▶ [Work to be completed]:
Each entry has to be printed again exactly.
--
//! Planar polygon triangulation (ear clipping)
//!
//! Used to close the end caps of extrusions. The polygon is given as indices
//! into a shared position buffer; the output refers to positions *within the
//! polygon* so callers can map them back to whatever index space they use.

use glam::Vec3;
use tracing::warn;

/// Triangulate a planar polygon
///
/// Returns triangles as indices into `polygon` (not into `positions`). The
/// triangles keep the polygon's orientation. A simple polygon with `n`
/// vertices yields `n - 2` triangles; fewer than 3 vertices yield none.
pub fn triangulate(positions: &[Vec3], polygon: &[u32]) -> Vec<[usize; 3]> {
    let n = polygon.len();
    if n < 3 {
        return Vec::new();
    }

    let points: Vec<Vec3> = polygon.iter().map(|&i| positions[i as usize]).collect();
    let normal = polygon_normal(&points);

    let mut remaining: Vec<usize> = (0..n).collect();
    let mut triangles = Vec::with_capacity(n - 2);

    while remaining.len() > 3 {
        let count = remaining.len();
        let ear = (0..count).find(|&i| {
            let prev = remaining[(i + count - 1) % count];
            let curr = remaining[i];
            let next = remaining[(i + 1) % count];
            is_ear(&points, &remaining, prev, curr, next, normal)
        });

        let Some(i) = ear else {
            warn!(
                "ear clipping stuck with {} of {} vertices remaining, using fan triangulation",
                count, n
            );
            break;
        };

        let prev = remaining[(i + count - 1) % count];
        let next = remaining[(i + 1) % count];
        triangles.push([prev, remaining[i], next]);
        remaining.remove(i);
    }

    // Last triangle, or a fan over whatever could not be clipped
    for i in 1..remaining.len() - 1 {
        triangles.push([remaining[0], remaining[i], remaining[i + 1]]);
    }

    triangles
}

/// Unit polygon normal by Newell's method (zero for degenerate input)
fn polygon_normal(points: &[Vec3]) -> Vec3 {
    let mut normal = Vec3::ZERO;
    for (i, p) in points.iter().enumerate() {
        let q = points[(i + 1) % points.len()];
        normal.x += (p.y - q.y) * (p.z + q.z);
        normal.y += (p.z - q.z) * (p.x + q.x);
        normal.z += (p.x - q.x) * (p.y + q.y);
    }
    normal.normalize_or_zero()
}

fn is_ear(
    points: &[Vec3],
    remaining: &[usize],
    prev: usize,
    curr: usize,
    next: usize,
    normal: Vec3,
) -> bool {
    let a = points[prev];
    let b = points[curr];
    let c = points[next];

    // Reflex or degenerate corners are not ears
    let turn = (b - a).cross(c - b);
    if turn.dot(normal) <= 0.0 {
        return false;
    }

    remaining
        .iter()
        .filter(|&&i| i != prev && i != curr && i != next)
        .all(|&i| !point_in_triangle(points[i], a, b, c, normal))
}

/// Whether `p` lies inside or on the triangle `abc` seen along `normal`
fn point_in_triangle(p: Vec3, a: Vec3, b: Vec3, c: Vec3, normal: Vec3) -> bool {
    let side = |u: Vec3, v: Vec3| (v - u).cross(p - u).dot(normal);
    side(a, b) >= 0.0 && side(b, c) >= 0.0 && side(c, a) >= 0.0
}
--
▶ [Result of the task]:
//! Planar polygon triangulation (ear clipping)
//!
//! Used to close the end caps of extrusions. The polygon is given as indices
//! into a shared position buffer; the output refers to positions *within the
//! polygon* so callers can map them back to whatever index space they use.

use glam::Vec3;
use tracing::warn;

/// Triangulate a planar polygon
///
/// Returns triangles as indices into `polygon` (not into `positions`). The
/// triangles keep the polygon's orientation. A simple polygon with `n`
/// vertices yields `n - 2` triangles; fewer than 3 vertices yield none.
pub fn triangulate(positions: &[Vec3], polygon: &[u32]) -> Vec<[usize; 3]> {
    let n = polygon.len();
    if n < 3 {
        return Vec::new();
    }

    let points: Vec<Vec3> = polygon.iter().map(|&i| positions[i as usize]).collect();
    let normal = polygon_normal(&points);

    let mut remaining: Vec<usize> = (0..n).collect();
    let mut triangles = Vec::with_capacity(n - 2);

    while remaining.len() > 3 {
        let count = remaining.len();
        let ear = (0..count).find(|&i| {
            let prev = remaining[(i + count - 1) % count];
            let curr = remaining[i];
            let next = remaining[(i + 1) % count];
            is_ear(&points, &remaining, prev, curr, next, normal)
        });

        let Some(i) = ear else {
            warn!(
                "ear clipping stuck with {} of {} vertices remaining, using fan triangulation",
                count, n
            );
            break;
        };

        let prev = remaining[(i + count - 1) % count];
        let next = remaining[(i + 1) % count];
        triangles.push([prev, remaining[i], next]);
        remaining.remove(i);
    }

    // Last triangle, or a fan over whatever could not be clipped
    for i in 1..remaining.len() - 1 {
        triangles.push([remaining[0], remaining[i], remaining[i + 1]]);
    }

    triangles
}

/// Unit polygon normal by Newell's method (zero for degenerate input)
fn polygon_normal(points: &[Vec3]) -> Vec3 {
    let mut normal = Vec3::ZERO;
    for (i, p) in points.iter().enumerate() {
        let q = points[(i + 1) % points.len()];
        normal.x += (p.y - q.y) * (p.z + q.z);
        normal.y += (p.z - q.z) * (p.x + q.x);
        normal.z += (p.x - q.x) * (p.y + q.y);
    }
    normal.normalize_or_zero()
}

fn is_ear(
    points: &[Vec3],
    remaining: &[usize],
    prev: usize,
    curr: usize,
    next: usize,
    normal: Vec3,
) -> bool {
    let a = points[prev];
    let b = points[curr];
    let c = points[next];

    // Reflex or degenerate corners are not ears
    let turn = (b - a).cross(c - b);
    if turn.dot(normal) <= 0.0 {
        return false;
    }

    remaining
        .iter()
        .filter(|&&i| i != prev && i != curr && i != next)
        .all(|&i| !point_in_triangle(points[i], a, b, c, normal))
}

/// Whether `p` lies inside or on the triangle `abc` seen along `normal`
fn point_in_triangle(p: Vec3, a: Vec3, b: Vec3, c: Vec3, normal: Vec3) -> bool {
    let side = |u: Vec3, v: Vec3| (v - u).cross(p - u).dot(normal);
    side(a, b) >= 0.0 && side(b, c) >= 0.0 && side(c, a) >= 0.0
}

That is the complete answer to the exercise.